Oral clinical manifestations of amyloidosis can occur in up to 40% of the primary forms, but are rare in secondary forms and extremely rare in localized forms. Only isolated cases of oral amyloid deposits without evidence of systemic affectation have been described in the literature.12,13

Among the oral manifestations, the most frequent a diffuse increase in the tongue that we call macroglossia. The tongue loses its elasticity, becoming increasingly stiff and larger in size. This situation can evolve to produce speech, chewing, and swallowing disorders. In advanced stages, the tongue may not fit inside the oral cavity due to its volume and may even impede ventilation.14 In these advanced cases, treatment must be surgical, consisting of partial glossectomy to alleviate the symptoms and diminish the aesthetic impact.15

Our patient did not present macroglossia, but the second disorder described in the oral cavity characteristic of this disease, although much rarer, consisting of nodular lesions of the tongue and lips. These lesions also are reported in submandibular glands. In a series published by Van der Waal et al in 2002,11 of 11 cases of amyloidosis of the oral cavity in a period of 31 years of follow-up, only 2 appeared in the form of amyloid nodules, while the remaining 9 manifested as macroglossia. These alterations consist of nodular lesions of diverse sizes, indurated on palpation, and frequently adopting a yellowish white color.16 They are distributed throughout the lingual surface, being found mainly towards the back. They also can be observed in other areas of the oral mucosa like the palate, gums, floor of the mouth and lips, as in the case of the patient described.

The differential diagnosis of amyloidosis nodules should be made with disorders like fibromas, lipomas, sarcomas, and salivary gland tumors.12 Biopsies should be made of the lesions to diagnose them by histological analysis.

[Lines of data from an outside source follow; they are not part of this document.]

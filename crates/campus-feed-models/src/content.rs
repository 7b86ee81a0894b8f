//! Content items as stored remotely and as held by a feed.

use chrono::{DateTime, Utc};
use serde::{Deserialize, Serialize};
use ts_rs::TS;

use crate::interaction::{CounterDelta, InteractionState};
use crate::visibility::VisibilitySettings;

/// Collection a content item lives in.
#[derive(Debug, Clone, Copy, PartialEq, Eq, Hash, Serialize, Deserialize, TS)]
#[serde(rename_all = "snake_case")]
#[ts(export)]
pub enum ContentKind {
    Post,
    Event,
    LostAndFound,
}

impl ContentKind {
    pub const ALL: [ContentKind; 3] = [
        ContentKind::Post,
        ContentKind::Event,
        ContentKind::LostAndFound,
    ];

    /// Remote collection name.
    pub fn collection(&self) -> &'static str {
        match self {
            ContentKind::Post => "posts",
            ContentKind::Event => "events",
            ContentKind::LostAndFound => "lost_and_found",
        }
    }

    pub fn from_collection(name: &str) -> Option<Self> {
        Self::ALL.into_iter().find(|kind| kind.collection() == name)
    }
}

/// Denormalized author attributes copied onto each item for tagging.
#[derive(Debug, Clone, Default, PartialEq, Eq, Serialize, Deserialize, TS)]
#[serde(rename_all = "camelCase")]
#[ts(export)]
pub struct AuthorAttributes {
    #[serde(default)]
    pub display_name: Option<String>,
    #[serde(default)]
    pub branch: Option<String>,
    #[serde(default)]
    pub year_of_passing: Option<i32>,
    #[serde(default)]
    pub gender: Option<String>,
}

/// A post, event or lost-and-found record as owned by the remote store.
#[derive(Debug, Clone, PartialEq, Eq, Serialize, Deserialize, TS)]
#[serde(rename_all = "camelCase")]
#[ts(export)]
pub struct ContentItem {
    pub id: String,
    pub kind: ContentKind,
    pub author_id: String,
    #[serde(default)]
    pub author: AuthorAttributes,
    pub title: String,
    #[serde(default)]
    pub body: String,
    #[serde(default)]
    pub event_at: Option<DateTime<Utc>>,
    pub created_at: DateTime<Utc>,
    #[serde(default)]
    pub upvotes: i64,
    #[serde(default)]
    pub downvotes: i64,
    #[serde(default)]
    pub score: i64,
    #[serde(default)]
    pub visibility: VisibilitySettings,
}

impl ContentItem {
    pub fn new(
        id: impl Into<String>,
        kind: ContentKind,
        author_id: impl Into<String>,
        title: impl Into<String>,
        created_at: DateTime<Utc>,
    ) -> Self {
        Self {
            id: id.into(),
            kind,
            author_id: author_id.into(),
            author: AuthorAttributes::default(),
            title: title.into(),
            body: String::new(),
            event_at: None,
            created_at,
            upvotes: 0,
            downvotes: 0,
            score: 0,
            visibility: VisibilitySettings::default(),
        }
    }

    pub fn with_visibility(mut self, visibility: VisibilitySettings) -> Self {
        self.visibility = visibility;
        self
    }

    pub fn with_counters(mut self, upvotes: i64, downvotes: i64) -> Self {
        self.upvotes = upvotes;
        self.downvotes = downvotes;
        self.score = upvotes - downvotes;
        self
    }

    /// Apply a counter delta, keeping `score` equal to `upvotes - downvotes`.
    pub fn apply_delta(&mut self, delta: CounterDelta) {
        self.upvotes += delta.upvotes;
        self.downvotes += delta.downvotes;
        self.score = self.upvotes - self.downvotes;
    }
}

/// A content item as held by a feed: the cached remote copy plus the
/// viewer's merged interaction state.
#[derive(Debug, Clone, PartialEq, Eq, Serialize, Deserialize, TS)]
#[serde(rename_all = "camelCase")]
#[ts(export)]
pub struct FeedItem {
    #[serde(flatten)]
    pub content: ContentItem,
    #[serde(default)]
    pub interaction: InteractionState,
}

impl FeedItem {
    pub fn new(content: ContentItem) -> Self {
        Self {
            content,
            interaction: InteractionState::default(),
        }
    }

    pub fn id(&self) -> &str {
        &self.content.id
    }
}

The histological diagnosis of amyloidosis is based mainly on its staining characteristics. The stain most often used is Congo red, although other less frequently used, histochemical techniques exist that allow amyloid to be differentiated from other substances, such as crystal violet or methyl violet, which produces secondary fluorescence with ultraviolet light when dyed with thioflavines T or S. The diagnosis can be confirmed by electron microscopy.

Amyloidosis should be suspected in patients with underlying systemic disease of long duration, particularly those related to plasmocellular dyscrasias, among which multiple myeloma is notable due to its frequency.

Lingual amyloidosis frequently is associated with primary amyloidosis in the context of plasmocellular dyscrasias, with hyperproduction of light chains of AL immunoglobulins and systemic involvement. More than 88% of patients with primary systemic amyloidosis and the totality of patients with multiple myeloma and systemic amyloidosis present monoclonal light chains, also denominated Bence Jones protein, in serum or urine.8 Therefore, once the histological diagnosis is made, we must diagnose the extension by blood tests, electrocardiography, cardiac ultrasonography, chest radiograph, and others and assess the possible involvement of other body systems.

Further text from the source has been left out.